A good night's sleep is incredibly important for health. In fact, studies show that it is as important as eating healthily and exercising.
As we are in the throes of external examinations, it is easy for students to fall into the trap of working much longer hours than usual and ‘burning the midnight oil’ in the hope that more learning and the retention of knowledge will ensue... however, we all know (from personal experience) that this is rarely the case.
Examinations, in addition to the western environment, often interfere with natural sleep patterns. People are now sleeping less than they did in the past, and moreover, the quality of this shortened sleep has decreased.
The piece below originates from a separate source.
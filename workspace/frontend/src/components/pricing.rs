pub mod form;
pub mod results;
pub mod view;

pub use view::PricingPage;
The vital role sleep plays in general health and wellbeing are well documented, some of those pertinent to our students are highlighted below:
Sleep Can Improve Concentration and Performance
Sleep is important for brain function and regulation including cognition, concentration and performance. Sleep deprivation all negatively impact on these. Good sleep, conversely, has been shown to enhance problem solving skills and memory performance both in children and adults- important for exam success.
Sleep Improves Your Immune System
Even a small decrease in sleep has been shown to reduce immune function. One large 2-week study monitored the development of the common cold in sleep deprived volunteers who were given the cold virus. They found that those who slept less than 7 hours were almost three times more likely to develop a cold than those who slept 8 hours or more.
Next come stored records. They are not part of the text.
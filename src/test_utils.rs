#[cfg(test)]
pub mod test_utils {
    use crate::router::create_router;
    use crate::schemas::AppState;
    use crate::upstream::PricingUpstream;
    use axum::{
        extract::State,
        http::StatusCode,
        response::Json,
        routing::{get, post},
        Router,
    };
    use common::{CALCULATE_BATCH_PATH, CALCULATE_PRICE_PATH, HEALTH_PATH, TEST_MODEL_PATH};
    use serde_json::{json, Value};
    use std::path::PathBuf;
    use std::sync::atomic::{AtomicUsize, Ordering};
    use std::sync::{Arc, Mutex, Once};
    use std::time::Duration;
    use tokio::net::TcpListener;
    use tracing::Level;
    use tracing_subscriber::FmtSubscriber;

    /// Title written into the fake frontend build.
    pub const TEST_PAGE_TITLE: &str = "Dynamic Pricing Engine";

    /// Request bodies received by the fake pricing service
    #[derive(Clone, Default)]
    pub struct RecordedRequests(Arc<Mutex<Vec<Value>>>);

    impl RecordedRequests {
        pub fn bodies(&self) -> Vec<Value> {
            self.0.lock().unwrap().clone()
        }

        fn record(&self, body: &Value) {
            self.0.lock().unwrap().push(body.clone());
        }
    }

    /// Deterministic stand-in for the pricing model, driven by product cost only.
    pub fn fake_price(customer: &Value) -> Value {
        let cost = customer["product_cost"].as_f64().unwrap_or(0.0);
        json!({
            "base_price": cost * 2.0,
            "dynamic_price": cost * 2.0 - 6.0,
            "min_price": cost + 5.0,
            "profit_margin": 47.37,
            "clv": 230.5,
            "price_adjustment_factor": 0.94
        })
    }

    pub fn sample_customer() -> Value {
        json!({
            "Recency": 15.0,
            "Frequency": 12.0,
            "MonetaryValue": 1200.0,
            "Tenure": 730.0,
            "AvgDaysBetweenPurchases": 25.0,
            "Age": 42.0,
            "UniqueProductsCount": 5.0,
            "product_cost": 50.0
        })
    }

    /// Mirrors the service's behaviour: FastAPI `detail` on 400, error
    /// envelope on 200 for logically invalid input, `success` otherwise.
    fn price_or_reject(customer: &Value) -> Result<Value, (StatusCode, Value)> {
        if customer["Age"].is_null() {
            return Err((
                StatusCode::BAD_REQUEST,
                json!({"detail": "Price calculation error: Age must be a number"}),
            ));
        }
        if customer["Recency"].as_f64().is_some_and(|recency| recency < 0.0) {
            return Err((StatusCode::OK, json!({"status": "error", "message": "Invalid input"})));
        }
        Ok(fake_price(customer))
    }

    async fn fake_calculate_price(
        State(recorded): State<RecordedRequests>,
        Json(body): Json<Value>,
    ) -> (StatusCode, Json<Value>) {
        recorded.record(&body);
        match price_or_reject(&body) {
            Ok(price) => (StatusCode::OK, Json(json!({"status": "success", "data": price}))),
            Err((status, reply)) => (status, Json(reply)),
        }
    }

    async fn fake_calculate_batch(
        State(recorded): State<RecordedRequests>,
        Json(body): Json<Value>,
    ) -> (StatusCode, Json<Value>) {
        recorded.record(&body);
        let customers = body["customers"].as_array().cloned().unwrap_or_default();
        let priced: Result<Vec<Value>, _> = customers.iter().map(price_or_reject).collect();
        match priced {
            Ok(prices) => (StatusCode::OK, Json(json!({"status": "success", "data": prices}))),
            Err((status, reply)) => (status, Json(reply)),
        }
    }

    async fn fake_test_model() -> Json<Value> {
        let customer = sample_customer();
        Json(json!({
            "status": "success",
            "message": "Model test successful",
            "test_result": fake_price(&customer),
            "test_input": customer
        }))
    }

    async fn fake_health() -> Json<Value> {
        Json(json!({"status": "healthy"}))
    }

    /// Start a fake pricing service on an ephemeral port and return its base URL.
    pub async fn spawn_fake_pricing_service() -> (String, RecordedRequests) {
        let recorded = RecordedRequests::default();
        let app = Router::new()
            .route(CALCULATE_PRICE_PATH, post(fake_calculate_price))
            .route(CALCULATE_BATCH_PATH, post(fake_calculate_batch))
            .route(TEST_MODEL_PATH, get(fake_test_model))
            .route(HEALTH_PATH, get(fake_health))
            .with_state(recorded.clone());

        let listener = TcpListener::bind("127.0.0.1:0")
            .await
            .expect("Failed to bind fake pricing service");
        let address = listener.local_addr().expect("Fake pricing service has no address");
        tokio::spawn(async move {
            axum::serve(listener, app).await.expect("Fake pricing service failed");
        });

        (format!("http://{}", address), recorded)
    }

    /// Base URL of a port nothing listens on.
    pub async fn unreachable_upstream_url() -> String {
        let listener = TcpListener::bind("127.0.0.1:0")
            .await
            .expect("Failed to reserve a port");
        let address = listener.local_addr().expect("Reserved port has no address");
        drop(listener);
        format!("http://{}", address)
    }

    /// Create a throwaway frontend build directory holding only `index.html`.
    pub fn setup_static_dir() -> PathBuf {
        static COUNTER: AtomicUsize = AtomicUsize::new(0);
        let dir = std::env::temp_dir().join(format!(
            "pricing-console-dist-{}-{}",
            std::process::id(),
            COUNTER.fetch_add(1, Ordering::SeqCst)
        ));
        std::fs::create_dir_all(&dir).expect("Failed to create static dir");
        std::fs::write(
            dir.join("index.html"),
            format!("<!DOCTYPE html><html><head><title>{}</title></head><body></body></html>", TEST_PAGE_TITLE),
        )
        .expect("Failed to write index.html");
        dir
    }

    /// Initialize tracing for tests with output to STDERR.
    ///
    /// Installed once as the global subscriber so spawned server tasks log too.
    /// The log level is determined by the RUST_LOG environment variable,
    /// defaulting to WARN if not set.
    fn init_test_tracing() {
        static INIT: Once = Once::new();
        INIT.call_once(|| {
            let log_level = std::env::var("RUST_LOG")
                .ok()
                .and_then(|level| match level.to_uppercase().as_str() {
                    "ERROR" => Some(Level::ERROR),
                    "WARN" => Some(Level::WARN),
                    "INFO" => Some(Level::INFO),
                    "DEBUG" => Some(Level::DEBUG),
                    "TRACE" => Some(Level::TRACE),
                    _ => None,
                })
                .unwrap_or(Level::WARN);

            let subscriber = FmtSubscriber::builder()
                .with_max_level(log_level)
                .with_writer(std::io::stderr)
                .finish();
            if let Err(e) = tracing::subscriber::set_global_default(subscriber) {
                eprintln!("Test tracing not installed: {}", e);
            }
        });
    }

    /// Create axum app for testing, relaying to `upstream_url`
    pub fn setup_test_app(upstream_url: &str) -> Router {
        init_test_tracing();

        let upstream = PricingUpstream::new(upstream_url, Duration::from_secs(5))
            .expect("Failed to create pricing service client");
        create_router(AppState { upstream }, &setup_static_dir(), Duration::from_secs(10))
    }
}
Good Sleepers Tend to Eat Fewer Calories
Studies show that sleep deprived individuals have a bigger appetite and tend to eat more calories. Sleep deprivation disrupts the daily fluctuations in appetite hormones including higher levels of ghrelin, the hormone that stimulates appetite, and reduced levels of leptin, the appetite suppressant.
Sleep Affects Glucose Metabolism and Type 2 Diabetes Risk
Experimental sleep restriction affects blood sugar and reduces insulin sensitivity. In a study of healthy young men, restricting sleep to 4 hours per night for 6 nights in a row caused symptoms of pre-diabetes. This was then resolved after 1 week of increased sleep duration.
The take home message is, therefore, that getting enough quality sleep, in addition to working smarter and not harder, is another factor in helping to ensure exam success and healthy living.